# [What this task involves]
Collect every line in the records below that contains the word "https".

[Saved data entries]
//! Configuration for the mock backend

use crate::error::{BackendError, BackendResult};
use price_series::{HourAlignment, PriceSeriesBuilder, DEFAULT_HORIZON_HOURS};
use serde::{Deserialize, Serialize};
use std::net::SocketAddr;
use std::path::Path;
use std::time::Duration;

/// Prefix for environment overrides, e.g. `MOCK_BACKEND__SERVER__PORT=8080`
pub const ENV_PREFIX: &str = "MOCK_BACKEND";

/// Longest accepted price horizon: one leap year of hours
pub const MAX_HORIZON_HOURS: u32 = 366 * 24;

/// Main configuration for the mock backend
#[derive(Debug, Clone, Default, PartialEq, Serialize, Deserialize)]
#[serde(default)]
pub struct BackendConfig {
    /// Server configuration
    pub server: ServerConfig,

    /// Electricity price upstream
    pub electricity: ElectricityConfig,

    /// Weather forecast upstream
    pub weather: WeatherConfig,

    /// Mock Home Assistant
    pub home_assistant: HomeAssistantConfig,

    /// Cross-origin settings
    pub cors: CorsConfig,

    /// Logging configuration
    pub logging: LoggingConfig,
}

/// Server configuration
#[derive(Debug, Clone, PartialEq, Serialize, Deserialize)]
#[serde(default)]
pub struct ServerConfig {
    /// Host to bind to
    pub host: String,

    /// Port to bind to
    pub port: u16,
}

/// Electricity price upstream configuration
#[derive(Debug, Clone, PartialEq, Serialize, Deserialize)]
#[serde(default)]
pub struct ElectricityConfig {
    /// Price endpoint, queried with `start` and `end`
    pub api_url: String,

    /// Region key inside the upstream `data` object
    pub region: String,

    /// Number of hourly slots returned
    pub horizon_hours: u32,

    /// Placement of the first slot
    pub alignment: HourAlignment,

    /// Request timeout in seconds
    pub timeout_secs: u64,
}

/// Weather forecast upstream configuration
#[derive(Debug, Clone, PartialEq, Serialize, Deserialize)]
#[serde(default)]
pub struct WeatherConfig {
    /// WFS endpoint
    pub wfs_url: String,

    /// Stored query returning a multipoint coverage
    pub stored_query: String,

    /// Forecast parameters to request
    pub parameters: Vec<String>,

    /// Request timeout in seconds
    pub timeout_secs: u64,
}

/// Mock Home Assistant configuration
#[derive(Debug, Clone, PartialEq, Serialize, Deserialize)]
#[serde(default)]
pub struct HomeAssistantConfig {
    /// Key accepted by the connect endpoint
    pub api_key: String,
}

/// CORS configuration
#[derive(Debug, Clone, Default, PartialEq, Serialize, Deserialize)]
#[serde(default)]
pub struct CorsConfig {
    /// Allowed origins; empty allows any origin
    pub allowed_origins: Vec<String>,
}

/// Logging configuration
#[derive(Debug, Clone, PartialEq, Serialize, Deserialize)]
#[serde(default)]
pub struct LoggingConfig {
    /// Log level (trace, debug, info, warn, error)
    pub level: String,

    /// Log format (json, pretty)
    pub format: String,
}

impl Default for ServerConfig {
    fn default() -> Self {
        Self { host: "0.0.0.0".to_string(), port: 5000 }
    }
}

impl Default for ElectricityConfig {
    fn default() -> Self {
        Self {
            api_url: "https://dashboard.elering.ee/api/nps/price".to_string(),
            region: "fi".to_string(),
            horizon_hours: DEFAULT_HORIZON_HOURS,
            alignment: HourAlignment::AsGiven,
            timeout_secs: 30,
        }
    }
}

impl Default for WeatherConfig {
    fn default() -> Self {
        Self {
            wfs_url: "https://opendata.fmi.fi/wfs".to_string(),
            stored_query: "fmi::forecast::harmonie::surface::point::multipointcoverage".to_string(),
            parameters: vec!["Temperature".to_string()],
            timeout_secs: 30,
        }
    }
}

impl Default for HomeAssistantConfig {
    fn default() -> Self {
        Self { api_key: "mock-api-key-12345".to_string() }
    }
}

impl Default for LoggingConfig {
    fn default() -> Self {
        Self { level: "info".to_string(), format: "pretty".to_string() }
    }
}

impl ElectricityConfig {
    pub fn timeout(&self) -> Duration {
        Duration::from_secs(self.timeout_secs)
    }

    pub fn price_series_builder(&self) -> PriceSeriesBuilder {
        PriceSeriesBuilder::new(self.horizon_hours).with_alignment(self.alignment)
    }
}

impl WeatherConfig {
    pub fn timeout(&self) -> Duration {
        Duration::from_secs(self.timeout_secs)
    }
}

impl BackendConfig {
    /// Get the server address
    pub fn server_addr(&self) -> BackendResult<SocketAddr> {
        format!("{}:{}", self.server.host, self.server.port).parse().map_err(|e| {
            BackendError::InvalidConfig(format!(
                "bad server address {}:{}: {}",
                self.server.host, self.server.port, e
            ))
        })
    }

    /// Load layered configuration: defaults, then an optional TOML file, then
    /// `MOCK_BACKEND__*` environment variables.
    pub fn load(path: Option<&Path>) -> BackendResult<Self> {
        let mut builder = config::Config::builder();

        if let Some(path) = path {
            tracing::debug!("Loading configuration from file: {:?}", path);
            builder = builder.add_source(
                config::File::from(path).format(config::FileFormat::Toml).required(false),
            );
        }

        let config: BackendConfig = builder
            .add_source(
                config::Environment::with_prefix(ENV_PREFIX)
                    .prefix_separator("__")
                    .separator("__")
                    .try_parsing(true)
                    .list_separator(",")
                    .with_list_parse_key("cors.allowed_origins")
                    .with_list_parse_key("weather.parameters"),
            )
            .build()?
            .try_deserialize()?;

        config.validate()?;
        Ok(config)
    }

    /// Load configuration from a TOML file only
    pub fn load_from_file(path: &Path) -> BackendResult<Self> {
        let content = std::fs::read_to_string(path)?;
        let config: BackendConfig = toml::from_str(&content)?;
        config.validate()?;
        Ok(config)
    }

    /// Save configuration to file
    pub fn save_to_file(&self, path: &Path) -> BackendResult<()> {
        let content = toml::to_string_pretty(self)?;
        std::fs::write(path, content)?;
        Ok(())
    }

    /// Validate configuration
    pub fn validate(&self) -> BackendResult<()> {
        if self.server.port == 0 {
            return Err(BackendError::InvalidConfig("server port must be non-zero".to_string()));
        }

        if self.electricity.horizon_hours == 0 {
            return Err(BackendError::InvalidConfig(
                "electricity horizon_hours must be positive".to_string(),
            ));
        }

        if self.electricity.horizon_hours > MAX_HORIZON_HOURS {
            return Err(BackendError::InvalidConfig(format!(
                "electricity horizon_hours must be at most {MAX_HORIZON_HOURS}"
            )));
        }

        if self.electricity.region.trim().is_empty() {
            return Err(BackendError::InvalidConfig("electricity region is empty".to_string()));
        }

        if self.weather.parameters.is_empty() {
            return Err(BackendError::InvalidConfig("weather parameters are empty".to_string()));
        }

        for origin in &self.cors.allowed_origins {
            let valid = origin
                .split_once("://")
                .is_some_and(|(scheme, host)| !scheme.is_empty() && !host.is_empty());
            if !valid {
                return Err(BackendError::InvalidConfig(format!("Invalid CORS origin: {origin}")));
            }
        }

        match self.logging.level.as_str() {
            "trace" | "debug" | "info" | "warn" | "error" => {}
            other => return Err(BackendError::InvalidConfig(format!("Invalid log level: {other}"))),
        }

        match self.logging.format.as_str() {
            "json" | "pretty" => {}
            other => {
                return Err(BackendError::InvalidConfig(format!("Invalid log format: {other}")))
            }
        }

        Ok(())
    }
}
//! Error types for the mock backend

use thiserror::Error;

/// Errors that can occur in the mock backend
#[derive(Error, Debug)]
pub enum BackendError {
    #[error("HTTP error: {0}")]
    Http(#[from] reqwest::Error),

    #[error("Upstream returned status {status} for {url}")]
    UpstreamStatus { status: u16, url: String },

    #[error("Upstream reported an unsuccessful response")]
    UpstreamUnsuccessful,

    #[error("No prices for region '{region}' in upstream response")]
    MissingRegion { region: String },

    #[error("XML error: {0}")]
    Xml(#[from] quick_xml::Error),

    #[error("Upstream service exception: {0}")]
    UpstreamException(String),

    #[error("Malformed weather data: {0}")]
    MalformedWeather(String),

    #[error("Serialization error: {0}")]
    Serialization(#[from] serde_json::Error),

    #[error("Configuration error: {0}")]
    Config(#[from] config::ConfigError),

    #[error("TOML parse error: {0}")]
    TomlParse(#[from] toml::de::Error),

    #[error("TOML write error: {0}")]
    TomlWrite(#[from] toml::ser::Error),

    #[error("IO error: {0}")]
    Io(#[from] std::io::Error),

    #[error("Invalid configuration: {0}")]
    InvalidConfig(String),
}

/// Result type for mock backend operations
pub type BackendResult<T> = Result<T, BackendError>;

# [Task output]
            api_url: "https://dashboard.elering.ee/api/nps/price".to_string(),
            wfs_url: "https://opendata.fmi.fi/wfs".to_string(),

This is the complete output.